[Task goal]:
Your answer is every line of the material below in which the string "repository" occurs.

Top of Extracted information

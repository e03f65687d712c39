use rand::seq::SliceRandom;

/// Built-in targets: pangrams for finger coverage, plus a few familiar
/// openings for variety.
pub const TEXT_SAMPLES: [&str; 10] = [
    "The quick brown fox jumps over the lazy dog",
    "Pack my box with five dozen liquor jugs",
    "How vexingly quick daft zebras jump",
    "Sphinx of black quartz, judge my vow",
    "Two driven jocks help fax my big quiz",
    "To be or not to be, that is the question",
    "All the world's a stage, and all the men and women merely players",
    "It was the best of times, it was the worst of times",
    "Call me Ishmael. Some years ago - never mind how long precisely",
    "In a hole in the ground there lived a hobbit",
];

/// Pick a target for the next round.
pub fn random_sample() -> &'static str {
    let mut rng = rand::thread_rng();
    TEXT_SAMPLES
        .choose(&mut rng)
        .copied()
        .unwrap_or(TEXT_SAMPLES[0])
}
//! Response decoding
//!
//! Responses carry no opcode, so each frame is decoded with the rule of the
//! command that was sent. Decoding never runs on a frame whose length differs
//! from the expected one.
//!
//! Multi-byte fields are big-endian. Absorbance values are signed 16-bit
//! device units scaled by 1/10000.

use byteorder::{BigEndian, ByteOrder};
use serde::{Deserialize, Serialize};

use super::commands::{
    ABS_DATA_LEN, ANS_ABS_OK, ANS_AUTOTEST_OK, ANS_BASELINE_OK, ANS_INIT_NOK, ANS_INIT_OK,
    ANS_SET_WAVELENGTH_OK, SPECTRUM_SAMPLE_LEN,
};
use super::{Command, DeviceModel, ProtocolError, ABSORBANCE_SCALE};

/// A single absorbance measurement
#[derive(Debug, Clone, Copy, PartialEq, Serialize, Deserialize)]
pub struct DeviceReading {
    /// Wavelength the measurement was taken at, when known
    pub wavelength_nm: Option<u16>,
    /// Absorbance units
    pub value: f64,
}

/// One point of an acquired spectrum
#[derive(Debug, Clone, Copy, PartialEq, Serialize, Deserialize)]
pub struct SpectrumPoint {
    /// Wavelength of the sample
    pub wavelength_nm: u16,
    /// Absorbance units
    pub absorbance: f64,
}

/// Spectrum header returned by `GetSpectrum`
#[derive(Debug, Clone, Copy, PartialEq, Eq)]
pub struct SpectrumHeader {
    /// Wavelength of the first sample
    pub start_nm: u16,
    /// Samples that follow the header
    pub count: u16,
}

/// Progress of a spectrum acquisition, reported after each sample
#[derive(Debug, Clone, Copy, PartialEq, Serialize, Deserialize)]
pub struct SpectrumProgress {
    /// Percentage of samples received so far
    pub percent: u8,
    /// Wavelength of the sample just received
    pub wavelength_nm: u16,
    /// Its absorbance
    pub absorbance: f64,
}

/// Decoded result of a completed command
#[derive(Debug, Clone, PartialEq, Serialize, Deserialize)]
pub enum Response {
    /// Init answered OK (`true`) or NOK (`false`)
    Initialized(bool),
    /// PROM version
    FirmwareVersion(u8),
    /// Autotest outcome with the raw result code
    Autotest {
        /// Code was OK
        passed: bool,
        /// Raw result code
        code: u8,
    },
    /// Wavelength acknowledged
    WavelengthSet(bool),
    /// Blank reading
    Zero(DeviceReading),
    /// Sample reading
    Absorbance(DeviceReading),
    /// Baseline sweep acknowledged
    Baseline(bool),
    /// Every sample of the spectrum, in wavelength order
    Spectrum(Vec<SpectrumPoint>),
    /// Model reported by the device
    Model(DeviceModel),
    /// Stop sent; the device does not answer
    Stopped,
}

/// Outcome of decoding the first response of a command
#[derive(Debug, Clone, PartialEq)]
pub enum Decoded {
    /// Nothing else to read
    Complete(Response),
    /// Ack OK, absorbance data must be fetched next
    FetchAbsorbance,
    /// Header received, `count` samples follow
    FetchSpectrum(SpectrumHeader),
}

/// Reject any frame whose length differs from the expected one
pub fn check_length(expected: usize, bytes: &[u8]) -> Result<(), ProtocolError> {
    if bytes.len() != expected {
        return Err(ProtocolError::LengthMismatch {
            expected,
            received: bytes.len(),
        });
    }
    Ok(())
}

fn decode_failure(command: &Command, bytes: &[u8]) -> ProtocolError {
    ProtocolError::DecodeFailure {
        opcode: command.opcode().byte(),
        bytes: bytes.to_vec(),
    }
}

/// Decode the first response frame of `command`
pub fn decode(command: &Command, bytes: &[u8]) -> Result<Decoded, ProtocolError> {
    check_length(command.expected_response_len(), bytes)?;

    let response = match command {
        Command::Init => match bytes[0] {
            ANS_INIT_OK => Response::Initialized(true),
            ANS_INIT_NOK => Response::Initialized(false),
            _ => return Err(decode_failure(command, bytes)),
        },
        Command::Firmware => Response::FirmwareVersion(bytes[1]),
        Command::Autotest => Response::Autotest {
            passed: bytes[0] == ANS_AUTOTEST_OK,
            code: bytes[0],
        },
        Command::SetWavelength { .. } => Response::WavelengthSet(bytes[0] == ANS_SET_WAVELENGTH_OK),
        Command::GetZero | Command::GetAbsorbance => {
            if bytes[0] != ANS_ABS_OK {
                return Err(ProtocolError::Rejected {
                    opcode: command.opcode().byte(),
                    ack: bytes[0],
                });
            }
            return Ok(Decoded::FetchAbsorbance);
        }
        Command::Baseline { .. } => Response::Baseline(bytes[0] == ANS_BASELINE_OK),
        Command::GetSpectrum => {
            return Ok(Decoded::FetchSpectrum(decode_spectrum_header(bytes)?));
        }
        Command::GetModel => Response::Model(DeviceModel::from_code([bytes[0], bytes[1]])),
        Command::Stop => Response::Stopped,
    };

    Ok(Decoded::Complete(response))
}

/// Decode the 7-byte spectrum header: `xx xx start(u16) count(u16) xx`
pub fn decode_spectrum_header(bytes: &[u8]) -> Result<SpectrumHeader, ProtocolError> {
    check_length(super::commands::SPECTRUM_HEADER_LEN, bytes)?;
    Ok(SpectrumHeader {
        start_nm: BigEndian::read_u16(&bytes[2..4]),
        count: BigEndian::read_u16(&bytes[4..6]),
    })
}

/// Decode the 3-byte absorbance data: one ignored byte then a signed 16-bit value
pub fn decode_absorbance_data(bytes: &[u8]) -> Result<f64, ProtocolError> {
    check_length(ABS_DATA_LEN, bytes)?;
    Ok(scale_absorbance(BigEndian::read_i16(&bytes[1..3])))
}

/// Decode one 2-byte spectrum sample
pub fn decode_spectrum_sample(bytes: &[u8]) -> Result<f64, ProtocolError> {
    check_length(SPECTRUM_SAMPLE_LEN, bytes)?;
    Ok(scale_absorbance(BigEndian::read_i16(bytes)))
}

/// Convert device units to absorbance
pub fn scale_absorbance(raw: i16) -> f64 {
    f64::from(raw) / ABSORBANCE_SCALE
}

/// Percentage reported after sample `index` (0-based) of `count`
pub fn progress_percent(index: usize, count: usize) -> u8 {
    if count == 0 {
        return 100;
    }
    (((index + 1) * 100 + count / 2) / count).min(100) as u8
}

#[cfg(test)]
mod tests {
    use super::*;
    use pretty_assertions::assert_eq;

    #[test]
    fn test_init_decoding() {
        assert_eq!(
            decode(&Command::Init, &[0x4F]).unwrap(),
            Decoded::Complete(Response::Initialized(true))
        );
        assert_eq!(
            decode(&Command::Init, &[0x4E]).unwrap(),
            Decoded::Complete(Response::Initialized(false))
        );
        assert!(matches!(
            decode(&Command::Init, &[0x00]),
            Err(ProtocolError::DecodeFailure { opcode: 0x5A, .. })
        ));
    }

    #[test]
    fn test_firmware_uses_second_byte() {
        assert_eq!(
            decode(&Command::Firmware, &[0x01, 0x2A]).unwrap(),
            Decoded::Complete(Response::FirmwareVersion(42))
        );
    }

    #[test]
    fn test_autotest_reports_code() {
        assert_eq!(
            decode(&Command::Autotest, &[0x00]).unwrap(),
            Decoded::Complete(Response::Autotest {
                passed: true,
                code: 0
            })
        );
        assert_eq!(
            decode(&Command::Autotest, &[0x85]).unwrap(),
            Decoded::Complete(Response::Autotest {
                passed: false,
                code: 0x85
            })
        );
    }

    #[test]
    fn test_absorbance_ack() {
        assert_eq!(
            decode(&Command::GetAbsorbance, &[0x54]).unwrap(),
            Decoded::FetchAbsorbance
        );
        assert!(matches!(
            decode(&Command::GetZero, &[0x4E]),
            Err(ProtocolError::Rejected {
                opcode: 0x30,
                ack: 0x4E
            })
        ));
    }

    #[test]
    fn test_length_mismatch_wins_over_content() {
        for bytes in [&[][..], &[0x4F, 0x4F][..], &[0x4F, 0x00, 0x00][..]] {
            assert!(matches!(
                decode(&Command::Init, bytes),
                Err(ProtocolError::LengthMismatch { expected: 1, .. })
            ));
        }
        assert!(matches!(
            decode(&Command::GetSpectrum, &[0; 6]),
            Err(ProtocolError::LengthMismatch {
                expected: 7,
                received: 6
            })
        ));
    }

    #[test]
    fn test_absorbance_scaling() {
        assert_eq!(decode_absorbance_data(&[0x00, 0x30, 0x39]).unwrap(), 1.2345);
        assert_eq!(decode_absorbance_data(&[0xFF, 0xFE, 0x0C]).unwrap(), -0.05);
        assert_eq!(decode_spectrum_sample(&[0x03, 0xE8]).unwrap(), 0.1);
    }

    #[test]
    fn test_spectrum_header() {
        let header = [0x00, 0x00, 0x01, 0x4A, 0x00, 0x03, 0x00];
        assert_eq!(
            decode(&Command::GetSpectrum, &header).unwrap(),
            Decoded::FetchSpectrum(SpectrumHeader {
                start_nm: 330,
                count: 3
            })
        );
    }

    #[test]
    fn test_model_lookup() {
        assert_eq!(
            decode(&Command::GetModel, b"T\x00").unwrap(),
            Decoded::Complete(Response::Model(DeviceModel::from_code(*b"T\x00")))
        );
        assert_eq!(
            decode(&Command::GetModel, &[0xAA, 0xBB]).unwrap(),
            Decoded::Complete(Response::Model(DeviceModel::Unknown {
                raw_code: [0xAA, 0xBB]
            }))
        );
    }

    #[test]
    fn test_progress_percent() {
        assert_eq!(progress_percent(0, 3), 33);
        assert_eq!(progress_percent(1, 3), 67);
        assert_eq!(progress_percent(2, 3), 100);
        assert_eq!(progress_percent(0, 1), 100);
    }
}
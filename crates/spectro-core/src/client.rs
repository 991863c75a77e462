//! Spectrometer client
//!
//! The thread-safe entry point used by the application. Each high-level verb
//! builds one [`Command`], wraps the caller's handlers so they run through
//! the configured [`Delivery`], and queues it on the driver.
//!
//! ```rust,ignore
//! use spectro_core::client::{ChannelDelivery, Spectrometer};
//! use spectro_core::config::DriverConfig;
//!
//! let (delivery, mut inbox) = ChannelDelivery::new();
//! let spectro = Spectrometer::new(DriverConfig::default()).with_delivery(delivery);
//! spectro.connect("/dev/ttyUSB0")?;
//! spectro.start_device(|ready| println!("ready: {:?}", ready))?;
//!
//! // UI loop
//! loop {
//!     inbox.pump();
//! }
//! ```

use std::sync::mpsc::{self, Receiver, RecvTimeoutError, Sender};
use std::sync::{Arc, Mutex, PoisonError};
use std::time::{Duration, Instant};
use tracing::debug;

use crate::config::DriverConfig;
use crate::driver::{S250Driver, SpectroDevice};
use crate::protocol::codec::{DeviceReading, SpectrumProgress};
use crate::protocol::commands::{DEFAULT_GAIN, DEFAULT_RESOLUTION_NM, DEFAULT_SPEED};
use crate::protocol::serial::SystemPorts;
use crate::protocol::{
    Command, ConnectionState, DeviceModel, PortLister, PortOpener, ProtocolError, QueuedCommand,
    Response, SpectrumPoint,
};

/// Work handed back to the caller's context
pub type Task = Box<dyn FnOnce() + Send>;

/// Hands completions and progress back to the caller
pub trait Delivery: Send + Sync {
    /// Run `task` in the destination context
    fn deliver(&self, task: Task);
}

/// Runs handlers directly on the command worker.
///
/// Only suitable when the handlers are thread-safe and quick: the next
/// command waits until they return.
#[derive(Debug, Default, Clone, Copy)]
pub struct Immediate;

impl Delivery for Immediate {
    fn deliver(&self, task: Task) {
        task();
    }
}

/// Posts handlers to a channel drained by the caller's own loop
#[derive(Debug, Clone)]
pub struct ChannelDelivery {
    tx: Sender<Task>,
}

/// Receiving side of a [`ChannelDelivery`]
pub struct Inbox {
    rx: Receiver<Task>,
}

impl ChannelDelivery {
    /// A delivery and the inbox the caller drains
    pub fn new() -> (Self, Inbox) {
        let (tx, rx) = mpsc::channel();
        (Self { tx }, Inbox { rx })
    }
}

impl Delivery for ChannelDelivery {
    fn deliver(&self, task: Task) {
        if self.tx.send(task).is_err() {
            debug!("client: inbox dropped, discarding delivery");
        }
    }
}

impl Inbox {
    /// Run every task already delivered, returning how many ran
    pub fn pump(&mut self) -> usize {
        let mut ran = 0;
        while let Ok(task) = self.rx.try_recv() {
            task();
            ran += 1;
        }
        ran
    }

    /// Wait up to `timeout` for at least one task, then drain the rest
    pub fn pump_timeout(&mut self, timeout: Duration) -> usize {
        match self.rx.recv_timeout(timeout) {
            Ok(task) => {
                task();
                1 + self.pump()
            }
            Err(RecvTimeoutError::Timeout) | Err(RecvTimeoutError::Disconnected) => 0,
        }
    }

    /// Run tasks as they arrive until `done` holds or `timeout` expires.
    /// Returns whether `done` was reached.
    pub fn pump_until(&mut self, timeout: Duration, mut done: impl FnMut() -> bool) -> bool {
        let deadline = Instant::now() + timeout;
        loop {
            if done() {
                return true;
            }
            let now = Instant::now();
            if now >= deadline {
                return false;
            }
            self.pump_timeout(deadline - now);
        }
    }
}

/// Autotest outcome
#[derive(Debug, Clone, Copy, PartialEq, Eq)]
pub struct AutotestReport {
    /// Device reported OK
    pub passed: bool,
    /// Raw status byte, zero when passed
    pub code: u8,
}

/// Thread-safe spectrometer front end
pub struct Spectrometer<D: SpectroDevice = S250Driver> {
    device: D,
    delivery: Arc<dyn Delivery>,
}

impl Spectrometer<S250Driver> {
    /// Client for real serial ports
    pub fn new(config: DriverConfig) -> Self {
        Self::from_device(S250Driver::new(config))
    }

    /// Client opening ports through `opener`
    pub fn with_opener(opener: impl PortOpener + 'static, config: DriverConfig) -> Self {
        Self::from_device(S250Driver::with_opener(opener, config))
    }

    /// Ports the desktop platform reports
    pub fn available_ports() -> Vec<String> {
        SystemPorts.list_ports()
    }
}

impl<D: SpectroDevice> Spectrometer<D> {
    /// Client over any device backend
    pub fn from_device(device: D) -> Self {
        Self {
            device,
            delivery: Arc::new(Immediate),
        }
    }

    /// Route completions and progress through `delivery`
    pub fn with_delivery(mut self, delivery: impl Delivery + 'static) -> Self {
        self.delivery = Arc::new(delivery);
        self
    }

    /// Backend driving the link
    pub fn device(&self) -> &D {
        &self.device
    }

    /// Open `port_name` and start the worker
    pub fn connect(&self, port_name: &str) -> Result<(), ProtocolError> {
        self.device.connect(port_name)
    }

    /// Stop the worker and close the port
    pub fn disconnect(&self) {
        self.device.disconnect();
    }

    /// Current connection state
    pub fn state(&self) -> ConnectionState {
        self.device.state()
    }

    /// Whether verbs are accepted
    pub fn is_connected(&self) -> bool {
        self.state() == ConnectionState::Connected
    }

    /// Queue a raw command; `on_done` runs through the delivery
    pub fn enqueue(
        &self,
        command: Command,
        on_done: impl FnOnce(Result<Response, ProtocolError>) + Send + 'static,
    ) -> Result<(), ProtocolError> {
        self.submit(command, Some, on_done)
    }

    fn submit<T: Send + 'static>(
        &self,
        command: Command,
        extract: fn(Response) -> Option<T>,
        on_done: impl FnOnce(Result<T, ProtocolError>) + Send + 'static,
    ) -> Result<(), ProtocolError> {
        let job = QueuedCommand::new(
            command,
            self.device.config().command_timeout(),
            self.completion(command, extract, on_done),
        );
        self.device.enqueue(job)
    }

    fn completion<T: Send + 'static>(
        &self,
        command: Command,
        extract: fn(Response) -> Option<T>,
        on_done: impl FnOnce(Result<T, ProtocolError>) + Send + 'static,
    ) -> impl FnOnce(Result<Response, ProtocolError>) + Send + 'static {
        let delivery = Arc::clone(&self.delivery);
        move |result: Result<Response, ProtocolError>| {
            let typed = result.and_then(|response| {
                extract(response).ok_or(ProtocolError::DecodeFailure {
                    opcode: command.opcode().byte(),
                    bytes: Vec::new(),
                })
            });
            delivery.deliver(Box::new(move || on_done(typed)));
        }
    }

    /// Start the device; `true` when it reports a successful initialization
    pub fn start_device(
        &self,
        on_done: impl FnOnce(Result<bool, ProtocolError>) + Send + 'static,
    ) -> Result<(), ProtocolError> {
        self.submit(
            Command::Init,
            |r| match r {
                Response::Initialized(ok) => Some(ok),
                _ => None,
            },
            on_done,
        )
    }

    /// Check the device is up; same exchange as [`Self::start_device`]
    pub fn is_device_ready(
        &self,
        on_done: impl FnOnce(Result<bool, ProtocolError>) + Send + 'static,
    ) -> Result<(), ProtocolError> {
        self.start_device(on_done)
    }

    /// Read the PROM version
    pub fn get_firmware_version(
        &self,
        on_done: impl FnOnce(Result<u8, ProtocolError>) + Send + 'static,
    ) -> Result<(), ProtocolError> {
        self.submit(
            Command::Firmware,
            |r| match r {
                Response::FirmwareVersion(v) => Some(v),
                _ => None,
            },
            on_done,
        )
    }

    /// Identify the instrument model
    pub fn get_model_name(
        &self,
        on_done: impl FnOnce(Result<DeviceModel, ProtocolError>) + Send + 'static,
    ) -> Result<(), ProtocolError> {
        self.submit(
            Command::GetModel,
            |r| match r {
                Response::Model(model) => Some(model),
                _ => None,
            },
            on_done,
        )
    }

    /// Run the built-in autotest
    pub fn perform_autotest(
        &self,
        on_done: impl FnOnce(Result<AutotestReport, ProtocolError>) + Send + 'static,
    ) -> Result<(), ProtocolError> {
        self.submit(
            Command::Autotest,
            |r| match r {
                Response::Autotest { passed, code } => Some(AutotestReport { passed, code }),
                _ => None,
            },
            on_done,
        )
    }

    /// Select the absorbance wavelength with the default gain
    pub fn set_wavelength(
        &self,
        wavelength_nm: u16,
        on_done: impl FnOnce(Result<bool, ProtocolError>) + Send + 'static,
    ) -> Result<(), ProtocolError> {
        self.set_wavelength_with_gain(wavelength_nm, DEFAULT_GAIN, on_done)
    }

    /// Select the absorbance wavelength with an explicit gain
    pub fn set_wavelength_with_gain(
        &self,
        wavelength_nm: u16,
        gain: u8,
        on_done: impl FnOnce(Result<bool, ProtocolError>) + Send + 'static,
    ) -> Result<(), ProtocolError> {
        self.device
            .config()
            .capabilities
            .check_wavelength(wavelength_nm)?;
        self.submit(
            Command::SetWavelength {
                wavelength_nm,
                gain,
            },
            |r| match r {
                Response::WavelengthSet(ok) => Some(ok),
                _ => None,
            },
            on_done,
        )
    }

    /// Measure absorbance at the selected wavelength
    pub fn get_absorbance(
        &self,
        on_done: impl FnOnce(Result<DeviceReading, ProtocolError>) + Send + 'static,
    ) -> Result<(), ProtocolError> {
        self.submit(
            Command::GetAbsorbance,
            |r| match r {
                Response::Absorbance(reading) => Some(reading),
                _ => None,
            },
            on_done,
        )
    }

    /// Measure the blank
    pub fn get_absorbance_zero(
        &self,
        on_done: impl FnOnce(Result<DeviceReading, ProtocolError>) + Send + 'static,
    ) -> Result<(), ProtocolError> {
        self.submit(
            Command::GetZero,
            |r| match r {
                Response::Zero(reading) => Some(reading),
                _ => None,
            },
            on_done,
        )
    }

    /// Baseline over `start_nm..=end_nm` at default resolution and speed
    pub fn make_baseline(
        &self,
        start_nm: u16,
        end_nm: u16,
        on_done: impl FnOnce(Result<bool, ProtocolError>) + Send + 'static,
    ) -> Result<(), ProtocolError> {
        self.make_baseline_with(start_nm, end_nm, DEFAULT_RESOLUTION_NM, DEFAULT_SPEED, on_done)
    }

    /// Baseline with explicit resolution and sweep speed
    pub fn make_baseline_with(
        &self,
        start_nm: u16,
        end_nm: u16,
        resolution_nm: u8,
        speed: u8,
        on_done: impl FnOnce(Result<bool, ProtocolError>) + Send + 'static,
    ) -> Result<(), ProtocolError> {
        self.device
            .config()
            .capabilities
            .check_baseline(start_nm, end_nm, resolution_nm, speed)?;
        self.submit(
            Command::Baseline {
                start_nm,
                end_nm,
                resolution_nm,
                speed,
            },
            |r| match r {
                Response::Baseline(ok) => Some(ok),
                _ => None,
            },
            on_done,
        )
    }

    /// Acquire a spectrum, reporting each sample to `on_progress` before
    /// `on_done` receives the whole spectrum
    pub fn get_spectrum(
        &self,
        on_progress: impl FnMut(SpectrumProgress) + Send + 'static,
        on_done: impl FnOnce(Result<Vec<SpectrumPoint>, ProtocolError>) + Send + 'static,
    ) -> Result<(), ProtocolError> {
        let command = Command::GetSpectrum;
        let completion = self.completion(
            command,
            |r| match r {
                Response::Spectrum(points) => Some(points),
                _ => None,
            },
            on_done,
        );

        let delivery = Arc::clone(&self.delivery);
        let on_progress = Arc::new(Mutex::new(on_progress));
        let job = QueuedCommand::new(command, self.device.config().command_timeout(), completion)
            .with_progress(move |progress| {
                let on_progress = Arc::clone(&on_progress);
                delivery.deliver(Box::new(move || {
                    let mut report = on_progress.lock().unwrap_or_else(PoisonError::into_inner);
                    (*report)(progress);
                }));
            });
        self.device.enqueue(job)
    }

    /// Stop the device; the outcome is only logged
    pub fn stop_device(&self) -> Result<(), ProtocolError> {
        self.submit(
            Command::Stop,
            |r| match r {
                Response::Stopped => Some(()),
                _ => None,
            },
            |result| debug!("client: stop -> {:?}", result),
        )
    }
}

Bottom of Extracted information

[Solution for this problem]:
repository e03f65687d712c39
repository 991863c75a77e462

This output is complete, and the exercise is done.